Juro a vuestras mercedes que siempre fui bien nacido y discreto. Ni soy fisgón, ni lo era entonces. Pero el mundo, a los trece años, es un espectáculo fascinante del que cualquier muchacho ansía no perderse detalle; y a eso hemos de añadir las palabras cazadas al vuelo la tarde anterior entre el señor de Quevedo y el capitán Alatriste. De modo que, en honor a la verdad de cuanto refiero, debo confesar que rodeé la galería de la corrala, me icé hasta el tejado con la agilidad de mi extrema juventud, y, tras deslizarme por un alero hasta la ventana, volví a entrar en la casa con mucho tiento, agazapándome en mi cuarto; pegado a la pared en el hueco de una alacena, junto a cierta rendija desde la que podía ver y escuchar cuanto ocurría al lado. Procurando no hacer ruido, y dispuesto a no perderme detalle de aquel episodio en el que, según palabras del propio Don Francisco, tanto Diego Alatriste como él se jugaban la cabeza. Lo que ignoraba, pardiez, era hasta qué punto estaba yo en un tris de perder la mía.

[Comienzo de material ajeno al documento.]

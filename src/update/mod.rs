//! Interactive update application
//!
//! This module provides:
//! - Decision: one answer to an update prompt (yes/no/all/quit)
//! - PromptState: explicit state machine for the confirmation loop
//! - InteractiveUpdater: walks the actionable resolutions in manifest
//!   order, prompts per package, and applies confirmed rewrites

use crate::domain::{Resolution, ResolutionStatus};
use crate::manifest::ManifestWriter;
use colored::Colorize;
use std::io::{self, BufRead, Write};

/// One answer to an update prompt
#[derive(Debug, Clone, Copy, PartialEq, Eq)]
pub enum Decision {
    /// Apply this update
    Yes,
    /// Skip this update
    No,
    /// Apply this and every remaining update without prompting
    All,
    /// Stop; remaining updates stay untouched
    Quit,
}

impl Decision {
    /// Parses a prompt answer; empty input means yes
    pub fn parse(input: &str) -> Option<Self> {
        match input.trim().to_lowercase().as_str() {
            "" | "y" | "yes" => Some(Decision::Yes),
            "n" | "no" => Some(Decision::No),
            "a" | "all" => Some(Decision::All),
            "q" | "quit" => Some(Decision::Quit),
            _ => None,
        }
    }
}

/// State of the confirmation loop
#[derive(Debug, Clone, Copy, PartialEq, Eq)]
pub enum PromptState {
    /// Ask before each update
    Prompting,
    /// "all" was chosen; apply the rest without asking
    ApplyAll,
    /// "quit" was chosen; leave the rest untouched
    SkipAll,
}

/// Result of one updater run
#[derive(Debug, Default, PartialEq, Eq)]
pub struct UpdateOutcome {
    /// Updates written into the manifest text
    pub applied: usize,
    /// Updates declined by the user
    pub declined: usize,
    /// Rewrites that failed (bad line, vanished token)
    pub failed: Vec<String>,
    /// True when the loop ended on "quit"
    pub quit: bool,
}

/// Interactive confirmation loop over the outdated requirements
pub struct InteractiveUpdater<R, W> {
    input: R,
    output: W,
    state: PromptState,
    boring: bool,
}

impl InteractiveUpdater<io::BufReader<io::Stdin>, io::Stdout> {
    /// Create an updater reading answers from stdin
    pub fn from_stdin(boring: bool) -> Self {
        Self::new(io::BufReader::new(io::stdin()), io::stdout(), boring)
    }
}

impl<R: BufRead, W: Write> InteractiveUpdater<R, W> {
    /// Create an updater over arbitrary streams
    pub fn new(input: R, output: W, boring: bool) -> Self {
        Self {
            input,
            output,
            state: PromptState::Prompting,
            boring,
        }
    }

    /// Start in ApplyAll, as if the user had answered "all" up front
    pub fn apply_all(mut self) -> Self {
        self.state = PromptState::ApplyAll;
        self
    }

    /// Current loop state
    pub fn state(&self) -> PromptState {
        self.state
    }

    /// Walks the actionable resolutions and applies confirmed updates to
    /// the writer's in-memory content. The caller persists the file.
    pub fn run(
        &mut self,
        writer: &mut ManifestWriter,
        resolutions: &[&Resolution],
    ) -> io::Result<UpdateOutcome> {
        let mut outcome = UpdateOutcome::default();

        for resolution in resolutions {
            let Some(new_version) = resolution.latest.as_deref() else {
                continue;
            };

            match self.state {
                PromptState::SkipAll => break,
                PromptState::ApplyAll => {
                    self.show_proposal(resolution, new_version)?;
                    self.note("applying (all)")?;
                }
                PromptState::Prompting => {
                    self.show_proposal(resolution, new_version)?;
                    match self.ask()? {
                        Decision::Yes => {}
                        Decision::No => {
                            outcome.declined += 1;
                            continue;
                        }
                        Decision::All => {
                            self.state = PromptState::ApplyAll;
                        }
                        Decision::Quit => {
                            self.state = PromptState::SkipAll;
                            outcome.quit = true;
                            break;
                        }
                    }
                }
            }

            match writer.apply(&resolution.requirement, new_version) {
                Ok(()) => outcome.applied += 1,
                Err(err) => outcome.failed.push(err.to_string()),
            }
        }

        Ok(outcome)
    }

    fn show_proposal(&mut self, resolution: &Resolution, new_version: &str) -> io::Result<()> {
        let requirement = &resolution.requirement;
        let current = requirement
            .specifier
            .as_ref()
            .map(|s| s.raw.clone())
            .unwrap_or_else(|| "(unpinned)".to_string());

        if self.boring {
            writeln!(
                self.output,
                "\n{} {} -> {}",
                requirement.name, current, new_version
            )?;
        } else {
            writeln!(
                self.output,
                "\n{} {} {} {}",
                requirement.name.bold(),
                current.red(),
                "→".dimmed(),
                new_version.green().bold()
            )?;
        }

        if let Some(url) = &resolution.info_url {
            writeln!(self.output, "   {}", url)?;
        }
        Ok(())
    }

    fn ask(&mut self) -> io::Result<Decision> {
        loop {
            if self.boring {
                write!(self.output, "Apply this update? [Y/n/a/q]: ")?;
            } else {
                write!(self.output, "{}", "Apply this update? [Y/n/a/q]: ".bold())?;
            }
            self.output.flush()?;

            let mut answer = String::new();
            if self.input.read_line(&mut answer)? == 0 {
                // End of input is a quit, not an error
                return Ok(Decision::Quit);
            }

            match Decision::parse(&answer) {
                Some(decision) => return Ok(decision),
                None => {
                    writeln!(self.output, "Please answer y(es), n(o), a(ll) or q(uit).")?;
                }
            }
        }
    }

    fn note(&mut self, message: &str) -> io::Result<()> {
        if self.boring {
            writeln!(self.output, "{}", message)
        } else {
            writeln!(self.output, "{}", message.dimmed())
        }
    }
}

/// Resolutions the updater should act on, in manifest order: every
/// outdated requirement, plus unpinned ones with a known latest version
/// when pinning is requested
pub fn actionable<'a>(resolutions: &'a [Resolution], pin_unpinned: bool) -> Vec<&'a Resolution> {
    resolutions
        .iter()
        .filter(|r| {
            r.is_outdated()
                || (pin_unpinned
                    && matches!(r.status, ResolutionStatus::Unpinned)
                    && r.latest.is_some())
        })
        .collect()
}

#[cfg(test)]
mod tests {
    use super::*;
    use crate::domain::{ChangeKind, Requirement, Specifier};
    use std::io::Cursor;

    fn pinned(name: &str, version: &str, line: usize) -> Requirement {
        Requirement::new(name, Some(Specifier::exact(version)), line)
    }

    fn outdated(name: &str, current: &str, latest: &str, line: usize) -> Resolution {
        Resolution::outdated(pinned(name, current, line), latest, ChangeKind::Minor)
    }

    fn run_with_input(
        input: &str,
        content: &str,
        resolutions: Vec<Resolution>,
    ) -> (UpdateOutcome, String, PromptState) {
        let mut writer = ManifestWriter::from_content("requirements.txt", content);
        let mut updater = InteractiveUpdater::new(Cursor::new(input.to_string()), Vec::new(), true);
        let refs: Vec<&Resolution> = resolutions.iter().collect();
        let outcome = updater.run(&mut writer, &refs).unwrap();
        let state = updater.state();
        (outcome, writer.content(), state)
    }

    #[test]
    fn test_decision_parse() {
        assert_eq!(Decision::parse(""), Some(Decision::Yes));
        assert_eq!(Decision::parse("y"), Some(Decision::Yes));
        assert_eq!(Decision::parse("YES"), Some(Decision::Yes));
        assert_eq!(Decision::parse("n"), Some(Decision::No));
        assert_eq!(Decision::parse("no"), Some(Decision::No));
        assert_eq!(Decision::parse("a"), Some(Decision::All));
        assert_eq!(Decision::parse("all"), Some(Decision::All));
        assert_eq!(Decision::parse("q"), Some(Decision::Quit));
        assert_eq!(Decision::parse("quit"), Some(Decision::Quit));
        assert_eq!(Decision::parse("maybe"), None);
    }

    #[test]
    fn test_yes_applies_update() {
        let (outcome, content, _) = run_with_input(
            "y\n",
            "requests==2.25.0\n",
            vec![outdated("requests", "2.25.0", "2.31.0", 1)],
        );
        assert_eq!(outcome.applied, 1);
        assert_eq!(content, "requests==2.31.0\n");
    }

    #[test]
    fn test_empty_answer_means_yes() {
        let (outcome, content, _) = run_with_input(
            "\n",
            "requests==2.25.0\n",
            vec![outdated("requests", "2.25.0", "2.31.0", 1)],
        );
        assert_eq!(outcome.applied, 1);
        assert!(content.contains("2.31.0"));
    }

    #[test]
    fn test_no_skips_update() {
        let (outcome, content, _) = run_with_input(
            "n\n",
            "requests==2.25.0\n",
            vec![outdated("requests", "2.25.0", "2.31.0", 1)],
        );
        assert_eq!(outcome.applied, 0);
        assert_eq!(outcome.declined, 1);
        assert_eq!(content, "requests==2.25.0\n");
    }

    #[test]
    fn test_all_applies_remaining_without_prompting() {
        // Answer "all" on the first of three; the remaining two are
        // rewritten with no further input available
        let content = "aaa==1.0.0\nbbb==1.0.0\nccc==1.0.0\n";
        let (outcome, rewritten, state) = run_with_input(
            "a\n",
            content,
            vec![
                outdated("aaa", "1.0.0", "1.1.0", 1),
                outdated("bbb", "1.0.0", "1.2.0", 2),
                outdated("ccc", "1.0.0", "1.3.0", 3),
            ],
        );
        assert_eq!(outcome.applied, 3);
        assert_eq!(state, PromptState::ApplyAll);
        assert_eq!(rewritten, "aaa==1.1.0\nbbb==1.2.0\nccc==1.3.0\n");
    }

    #[test]
    fn test_quit_leaves_remaining_untouched() {
        let content = "aaa==1.0.0\nbbb==1.0.0\n";
        let (outcome, rewritten, state) = run_with_input(
            "y\nq\n",
            content,
            vec![
                outdated("aaa", "1.0.0", "1.1.0", 1),
                outdated("bbb", "1.0.0", "1.2.0", 2),
            ],
        );
        assert_eq!(outcome.applied, 1);
        assert!(outcome.quit);
        assert_eq!(state, PromptState::SkipAll);
        assert_eq!(rewritten, "aaa==1.1.0\nbbb==1.0.0\n");
    }

    #[test]
    fn test_invalid_answer_reprompts() {
        let (outcome, content, _) = run_with_input(
            "maybe\ny\n",
            "requests==2.25.0\n",
            vec![outdated("requests", "2.25.0", "2.31.0", 1)],
        );
        assert_eq!(outcome.applied, 1);
        assert!(content.contains("2.31.0"));
    }

    #[test]
    fn test_end_of_input_quits() {
        let content = "aaa==1.0.0\nbbb==1.0.0\n";
        let (outcome, rewritten, _) = run_with_input(
            "",
            content,
            vec![
                outdated("aaa", "1.0.0", "1.1.0", 1),
                outdated("bbb", "1.0.0", "1.2.0", 2),
            ],
        );
        assert_eq!(outcome.applied, 0);
        assert!(outcome.quit);
        assert_eq!(rewritten, content);
    }

    #[test]
    fn test_apply_all_start_state() {
        let content = "aaa==1.0.0\nbbb==1.0.0\n";
        let mut writer = ManifestWriter::from_content("requirements.txt", content);
        let resolutions = vec![
            outdated("aaa", "1.0.0", "1.1.0", 1),
            outdated("bbb", "1.0.0", "1.2.0", 2),
        ];
        let refs: Vec<&Resolution> = resolutions.iter().collect();
        let mut updater =
            InteractiveUpdater::new(Cursor::new(String::new()), Vec::new(), true).apply_all();
        let outcome = updater.run(&mut writer, &refs).unwrap();
        assert_eq!(outcome.applied, 2);
    }

    #[test]
    fn test_failed_rewrite_is_collected_not_fatal() {
        // Line number points outside the manifest
        let bad = Resolution::outdated(pinned("ghost", "1.0.0", 42), "2.0.0", ChangeKind::Major);
        let (outcome, content, _) =
            run_with_input("y\ny\n", "real==1.0.0\n", vec![
                bad,
                outdated("real", "1.0.0", "1.1.0", 1),
            ]);
        assert_eq!(outcome.failed.len(), 1);
        assert_eq!(outcome.applied, 1);
        assert!(content.contains("real==1.1.0"));
    }

    #[test]
    fn test_actionable_includes_outdated_only_by_default() {
        let resolutions = vec![
            outdated("aaa", "1.0.0", "1.1.0", 1),
            Resolution::unpinned(Requirement::new("flask", None, 2), Some("3.0.0".to_string())),
            Resolution::up_to_date(pinned("click", "8.1.7", 3), "8.1.7"),
        ];
        let selected = actionable(&resolutions, false);
        assert_eq!(selected.len(), 1);
        assert_eq!(selected[0].requirement.name, "aaa");
    }

    #[test]
    fn test_actionable_includes_unpinned_when_pinning() {
        let resolutions = vec![
            outdated("aaa", "1.0.0", "1.1.0", 1),
            Resolution::unpinned(Requirement::new("flask", None, 2), Some("3.0.0".to_string())),
            Resolution::unpinned(Requirement::new("mystery", None, 3), None),
        ];
        let selected = actionable(&resolutions, true);
        assert_eq!(selected.len(), 2);
    }

    #[test]
    fn test_pinning_unpinned_requirement() {
        let resolutions = vec![Resolution::unpinned(
            Requirement::new("flask", None, 1),
            Some("3.0.0".to_string()),
        )];
        let (outcome, content, _) = run_with_input("y\n", "flask\n", resolutions);
        assert_eq!(outcome.applied, 1);
        assert_eq!(content, "flask==3.0.0\n");
    }
}
//! Requirement and version specifier types

use serde::{Deserialize, Serialize};
use std::fmt;

/// The kind of version specifier attached to a requirement
#[derive(Debug, Clone, Copy, PartialEq, Eq, Hash, Serialize, Deserialize)]
#[serde(rename_all = "snake_case")]
pub enum SpecifierKind {
    /// Exact pin (`==1.2.3`)
    Exact,
    /// Lower bound (`>=1.2.3`)
    AtLeast,
}

impl SpecifierKind {
    /// Returns the operator as it appears in the requirements file
    pub fn operator(&self) -> &'static str {
        match self {
            SpecifierKind::Exact => "==",
            SpecifierKind::AtLeast => ">=",
        }
    }
}

/// A version constraint with its original string representation
#[derive(Debug, Clone, PartialEq, Eq, Serialize, Deserialize)]
pub struct Specifier {
    /// The kind of constraint
    pub kind: SpecifierKind,
    /// The raw specifier text as it appears in the manifest (e.g. `==1.2.3`)
    pub raw: String,
    /// The declared version (without the operator)
    pub version: String,
}

impl Specifier {
    /// Creates a new Specifier
    pub fn new(kind: SpecifierKind, raw: impl Into<String>, version: impl Into<String>) -> Self {
        Self {
            kind,
            raw: raw.into(),
            version: version.into(),
        }
    }

    /// Creates an exact pin specifier for the given version
    pub fn exact(version: impl Into<String>) -> Self {
        let version = version.into();
        Self {
            kind: SpecifierKind::Exact,
            raw: format!("=={}", version),
            version,
        }
    }

    /// Formats this specifier with a new version, keeping the operator
    pub fn format_updated(&self, new_version: &str) -> String {
        format!("{}{}", self.kind.operator(), new_version)
    }
}

impl fmt::Display for Specifier {
    fn fmt(&self, f: &mut fmt::Formatter<'_>) -> fmt::Result {
        write!(f, "{}", self.raw)
    }
}

/// Represents one dependency declared in the requirements file
#[derive(Debug, Clone, PartialEq, Eq, Serialize, Deserialize)]
pub struct Requirement {
    /// Package name as written in the manifest
    pub name: String,
    /// Extras listed in brackets (e.g. `requests[socks]`)
    #[serde(skip_serializing_if = "Vec::is_empty", default)]
    pub extras: Vec<String>,
    /// Version constraint, or None when the requirement is unpinned
    pub specifier: Option<Specifier>,
    /// Environment marker following `;`, preserved verbatim
    #[serde(skip_serializing_if = "Option::is_none", default)]
    pub marker: Option<String>,
    /// 1-based line number in the source manifest
    pub line: usize,
}

impl Requirement {
    /// Creates a new requirement
    pub fn new(name: impl Into<String>, specifier: Option<Specifier>, line: usize) -> Self {
        Self {
            name: name.into(),
            extras: Vec::new(),
            specifier,
            marker: None,
            line,
        }
    }

    /// Sets the extras list (builder pattern)
    pub fn with_extras(mut self, extras: Vec<String>) -> Self {
        self.extras = extras;
        self
    }

    /// Sets the environment marker (builder pattern)
    pub fn with_marker(mut self, marker: impl Into<String>) -> Self {
        self.marker = Some(marker.into());
        self
    }

    /// Package name normalized for index lookups (PEP 503: lowercase,
    /// runs of `-`, `_`, `.` collapsed to a single `-`)
    pub fn normalized_name(&self) -> String {
        let mut out = String::with_capacity(self.name.len());
        let mut prev_sep = false;
        for c in self.name.chars() {
            if c == '-' || c == '_' || c == '.' {
                if !prev_sep {
                    out.push('-');
                }
                prev_sep = true;
            } else {
                out.push(c.to_ascii_lowercase());
                prev_sep = false;
            }
        }
        out
    }

    /// Returns the declared version, if any
    pub fn version(&self) -> Option<&str> {
        self.specifier.as_ref().map(|s| s.version.as_str())
    }

    /// Returns true when the requirement carries no version constraint
    pub fn is_unpinned(&self) -> bool {
        self.specifier.is_none()
    }
}

impl fmt::Display for Requirement {
    fn fmt(&self, f: &mut fmt::Formatter<'_>) -> fmt::Result {
        match &self.specifier {
            Some(spec) => write!(f, "{}{}", self.name, spec),
            None => write!(f, "{}", self.name),
        }
    }
}
//! Check workflow coordination
//!
//! This module provides:
//! - Workflow coordination: read → classify lines → look up → resolve
//! - Per-package error downgrading: lookup failures become a status,
//!   never abort the run
//! - Only file-level failures (manifest unreadable) are returned as
//!   errors

use crate::domain::{CheckSummary, ParseWarning, Requirement, Resolution, SkippedLine};
use crate::error::ManifestError;
use crate::manifest::{self, LineKind};
use crate::progress::Progress;
use crate::registry::IndexClient;
use crate::resolve;
use std::fs;
use std::path::Path;

/// Coordinates a full check of one requirements file
pub struct Orchestrator {
    index: Box<dyn IndexClient>,
    /// Also look up the latest version for unpinned requirements
    /// (--pin-warn in check mode, --pin in update mode)
    pin_latest: bool,
    /// Show a progress bar during lookups
    show_progress: bool,
}

impl Orchestrator {
    /// Create a new orchestrator over the given index client
    pub fn new(index: Box<dyn IndexClient>, pin_latest: bool, show_progress: bool) -> Self {
        Self {
            index,
            pin_latest,
            show_progress,
        }
    }

    /// Run the check: parse the manifest and resolve every requirement.
    ///
    /// Returns an error only when the manifest itself cannot be read;
    /// everything else degrades to per-line results in the summary.
    pub async fn check(&self, path: &Path) -> Result<CheckSummary, ManifestError> {
        if !path.exists() {
            return Err(ManifestError::not_found(path));
        }
        let content =
            fs::read_to_string(path).map_err(|e| ManifestError::read_error(path, e))?;

        Ok(self.check_content(path, &content).await)
    }

    /// Run the check over already-loaded manifest content
    pub async fn check_content(&self, path: &Path, content: &str) -> CheckSummary {
        let mut summary = CheckSummary::new(path);
        let lines = manifest::parse(content);

        let requirements: Vec<&Requirement> =
            lines.iter().filter_map(|line| line.requirement()).collect();
        let lookups = requirements
            .iter()
            .filter(|req| !req.is_unpinned() || self.pin_latest)
            .count();

        let mut progress = Progress::start(self.show_progress, lookups as u64);

        for line in &lines {
            match &line.kind {
                LineKind::Blank | LineKind::Comment | LineKind::Directive => {}
                LineKind::Invalid { message } => summary.add_warning(ParseWarning {
                    line: line.number,
                    message: message.clone(),
                }),
                LineKind::Unsupported { name, reason } => summary.add_skipped(SkippedLine {
                    line: line.number,
                    name: name.clone(),
                    reason: reason.clone(),
                }),
                LineKind::Requirement(req) => {
                    summary.add_resolution(self.resolve_requirement(req, &progress).await);
                }
            }
        }

        progress.finish_and_clear();
        summary
    }

    /// Resolves one requirement, consulting the index unless the
    /// requirement is unpinned and no latest version was asked for
    async fn resolve_requirement(&self, req: &Requirement, progress: &Progress) -> Resolution {
        if req.is_unpinned() && !self.pin_latest {
            return Resolution::unpinned(req.clone(), None);
        }

        progress.set_package(&req.name);
        let lookup = self.index.fetch_versions(&req.normalized_name()).await;
        progress.inc();

        resolve::resolve(req.clone(), lookup)
    }
}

—Asaltar un convento —resumía el capitán— tiene pena de vida.

Don Francisco de Quevedo asintió en silencio y no dijo nada. Desde que hizo las presentaciones se mantenía al margen, dejando hablar a los visitantes. De éstos era el hombre de más edad quien había llevado la conversación. Estaba sentado junto a la mesa, sobre la que se hallaban su sombrero, una jarra de vino que nadie había tocado y la pistola del capitán. Y fue ese caballero quien habló de nuevo:

—El peligro es cierto —dijo—. Pero no hay otro medio de rescatar a mi hija.

Había querido decir su nombre al presentarlo Don Francisco, aunque Diego Alatriste insistiese en que no era necesario. Se llamaba Don Vicente de la Cruz y era un viejo caballero valenciano de paso en la Corte, flaco, con el pelo y la barba blancos. Debía de superar los sesenta años, pero aún gozaba de miembros vigorosos y recio andar. Sus hijos le eran muy semejantes de facciones, aunque el mayor apenas frisaba los veinticinco. Se llamaban Don Jerónimo y Don Luis. Este último era el más joven, y aunque ya con mucho aplomo, no pasaba los dieciocho. Vestían con sencillez ropas de viaje y caza: traje de sayuela negra el padre, jubones de paño azul y verde oscuro los hijos, con los tahalíes de ante y aderezos de lo mismo. Todos llevaban espada y daga al cinto, el pelo muy corto, y tenían la misma mirada franca que acentuaba su aire de familia.